Parquet Collection Provider

The implementation uses duckdb as the driver to access the data in parquet format. The duckdb starts in in-memory mode and uses the extension httpfs for cloud storage access. Each data source has its own duckdb.DuckDBPyConnection object from the duckdb.connect() function, and sets up the secret if needed for the connection. Therefore, multiple cloud providers can be supported by the same parquet providers and different bucket credentials. All data source info are stored as a dictionary in self.datasources for retrieval. The key of the dictionary represents the ID of the data source.

ParquetDatasourceInfo

  • filepath : String. A file path of the data source. Supports both local, gcs and s3 cloud storage.

  • id_col: String. The column name of the zone IDs.

  • credential: String that is in the form of temporary secrets from duckdb. To specify a custom s3 endpoint, please refer here.

  • conn: duckdb object to store the connection.

Organisation of the dataset with multiple refinement levels

The user must arrange all zone IDs at different refinement levels into a single column (e.g. cell_id), and ensure that the data at coarser refinement levels is aggregated; the provider doesn’t perform any aggregation on the fly. An example screenshot of a parquet dataset with multiple refinement levels is shown below.

parquet_data_example

Class initialisation

The dictionary datasources contains information about the parquet data sources. User defines the parquet data sources as child dictionaries under datasources. The key of the child dictionary represents the unique ID for the parquet data.

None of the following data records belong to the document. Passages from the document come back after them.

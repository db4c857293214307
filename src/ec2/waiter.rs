//! Generic polling for cloud state transitions.
//!
//! Every wait in the driver goes through [`poll_until`]: a predicate, an
//! interval schedule and a hard cap. The caps differ per target state, so
//! each wait kind gets a named schedule instead of a bespoke loop.

use std::future::Future;

use tokio::time::{sleep, Duration, Instant};

use crate::errors::{Error, Result};

#[derive(Debug, Clone, Copy)]
pub struct PollSchedule {
    /// Delay before the second poll; the first poll fires immediately.
    pub initial: Duration,
    /// Interval growth is doubled up to this bound.
    pub max_interval: Duration,
    /// Hard cap on the whole wait.
    pub timeout: Duration,
}

/// Attach/detach settle within minutes.
pub const ATTACHMENT: PollSchedule = PollSchedule {
    initial: Duration::from_secs(1),
    max_interval: Duration::from_secs(5),
    timeout: Duration::from_secs(180),
};

/// A created volume becomes available quickly.
pub const CREATE: PollSchedule = PollSchedule {
    initial: Duration::from_secs(1),
    max_interval: Duration::from_secs(5),
    timeout: Duration::from_secs(30),
};

/// Snapshots of large volumes take tens of minutes.
pub const SNAPSHOT: PollSchedule = PollSchedule {
    initial: Duration::from_secs(5),
    max_interval: Duration::from_secs(30),
    timeout: Duration::from_secs(30 * 60),
};

/// Modify-volume reaches `optimizing` well before it completes.
pub const MODIFY: PollSchedule = PollSchedule {
    initial: Duration::from_secs(2),
    max_interval: Duration::from_secs(10),
    timeout: Duration::from_secs(5 * 60),
};

/// Block hydration from a snapshot is the slowest wait the driver honors.
pub const INITIALIZATION: PollSchedule = PollSchedule {
    initial: Duration::from_secs(5),
    max_interval: Duration::from_secs(30),
    timeout: Duration::from_secs(30 * 60),
};

/// Fast-snapshot-restore enablement per zone.
pub const FAST_RESTORE: PollSchedule = PollSchedule {
    initial: Duration::from_secs(5),
    max_interval: Duration::from_secs(30),
    timeout: Duration::from_secs(10 * 60),
};

/// Polls "check" until it yields a value, sleeping per the schedule. The
/// enclosing request context cancels the wait by dropping the future;
/// exceeding the cap yields `DeadlineExceeded`.
pub async fn poll_until<T, F, Fut>(
    schedule: PollSchedule,
    what: &str,
    mut check: F,
) -> Result<T>
where
    F: FnMut() -> Fut,
    Fut: Future<Output = Result<Option<T>>>,
{
    let start = Instant::now();
    let mut interval = schedule.initial;

    loop {
        if let Some(v) = check().await? {
            return Ok(v);
        }

        let elapsed = start.elapsed();
        if elapsed + interval > schedule.timeout {
            return Err(Error::DeadlineExceeded {
                message: format!("'{}' did not settle within {:?}", what, schedule.timeout),
            });
        }

        log::debug!("poll '{}' pending (elapsed {:?})", what, elapsed);
        sleep(interval).await;
        interval = (interval * 2).min(schedule.max_interval);
    }
}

An example to define a Parquet collection provider:

"collection_providers": {"1":
{
  "parquet": {
    "classname": "parquet_collection_provider.ParquetCollectionProvider",
      "datasources": {
        "hytruck": {
          "filepath": "gcs://<path to parquet file>",
          "id_col": "cell_ids",
          "data_cols": ["*"],
          "exclude_data_cols": ["data_1"],
          "credential": "TYPE gcs, KEY_ID 'myKEY', SECRET 'secretKEY'"
        }
      }
  }
}